Immunoreactivity towards neutrophil extracellular traps (NETs) is dependent on somatic hypermutation. (A) Subanalysis of the anti-citH2A (top) and citH2B (bottom) histone reactivity in ELISA according to the number of somatic mutations in the VH regions of IgM (left), IgG (central) and IgA (right) clones demonstrates progressive increase in immunoreactivity according to the mutational load in all isotypes. (B) Reversal to germline (GL) sequences by overlapping PCR in representative individual anti-NET+ rheumatoid arthritis (RA) recombinant monoclonal antibody (rmAb) invariably abrogated the binding to NETs.
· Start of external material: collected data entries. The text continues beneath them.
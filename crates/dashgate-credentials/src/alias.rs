//! Declarative header alias table for the CSV credential source.
//!
//! Spreadsheet-maintained credential files arrive with whatever column
//! names the last editor typed. Instead of ad hoc string checks scattered
//! through the reader, every accepted synonym is folded to its canonical
//! name through this one table, consulted once per header at load time.

/// Accepted header synonyms, folded after trimming and lowercasing.
///
/// Canonical names are `email`, `senha`, `link`, and `nome`; `nome` has no
/// synonyms and passes through unchanged.
const HEADER_ALIASES: &[(&str, &str)] = &[
    ("e-mail", "email"),
    ("login", "email"),
    ("usuário", "email"),
    ("usuario", "email"),
    ("pass", "senha"),
    ("password", "senha"),
    ("key", "senha"),
    ("url", "link"),
    ("dashboard", "link"),
];

/// Fold a raw header into its canonical name.
///
/// Trims and lowercases first, then applies the alias table. Headers with
/// no alias come back lowercased and trimmed, unchanged otherwise.
pub fn canonical_header(raw: &str) -> String {
    let lowered = raw.trim().to_lowercase();
    HEADER_ALIASES
        .iter()
        .find(|(alias, _)| *alias == lowered)
        .map(|(_, canonical)| canonical.to_string())
        .unwrap_or(lowered)
}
The family usage, CDR3 sequence and the total number of somatic mutations in the FR and CDR regions of VH and VL Ig genes prior to reversal to GL sequences is shown beside each IF staining; *p<0.05; **p<0.01.

Figure 6

Ectopic lymphoid structures (ELS)+ rheumatoid arthritis (RA) synovia are self-maintained and release anti-neutrophil extracellular traps (NETs) and anti-citrullinated histone antibodies in vivo when engrafted in the Hu-RA/SCID chimeric model. (a) RA ELS+ synovial tissues RA015/11 and RA056/11 transplanted into SCID mice (arrow depict site of transplant) displayed persistent ELS after 4 weeks post-engraftment as shown in representative pictures of sequential analysis of paraffin-embedded sections stained for H&E and for CD20 (B cells), CD3 (T cells) and CD138 (plasma cells) (B). (C) Serum from Hu-RA SCID mice engrafted with RA015/11 and RA056/11 synovia reproduced the reactivity towards NETs in PMA-stimulated neutrophils. Representative pictures with NETs visualised by DAPI (blue) and the binding of human IgG in green are shown. (D) Binding of the human IgG in Hu-RA SCID mice to citrullinated versus unmodified H2A and H2B histones by ELISA confirmed the immunoreactivity observed with the recombinant monoclonal antibodies from the same patients. Results are shown as increased percentage in immunoreactivity in citrullinated versus native H2A and H2B histones. (E) Stratification of synovial RA grafts based on citH2A and citH2B immunoreactivity versus non-reactive demonstrated increased synovial expression of mRNA transcripts for CXCL13 and LTβ in anti-citH2A and citH2B reactive versus non-reactive samples; *p<0.05.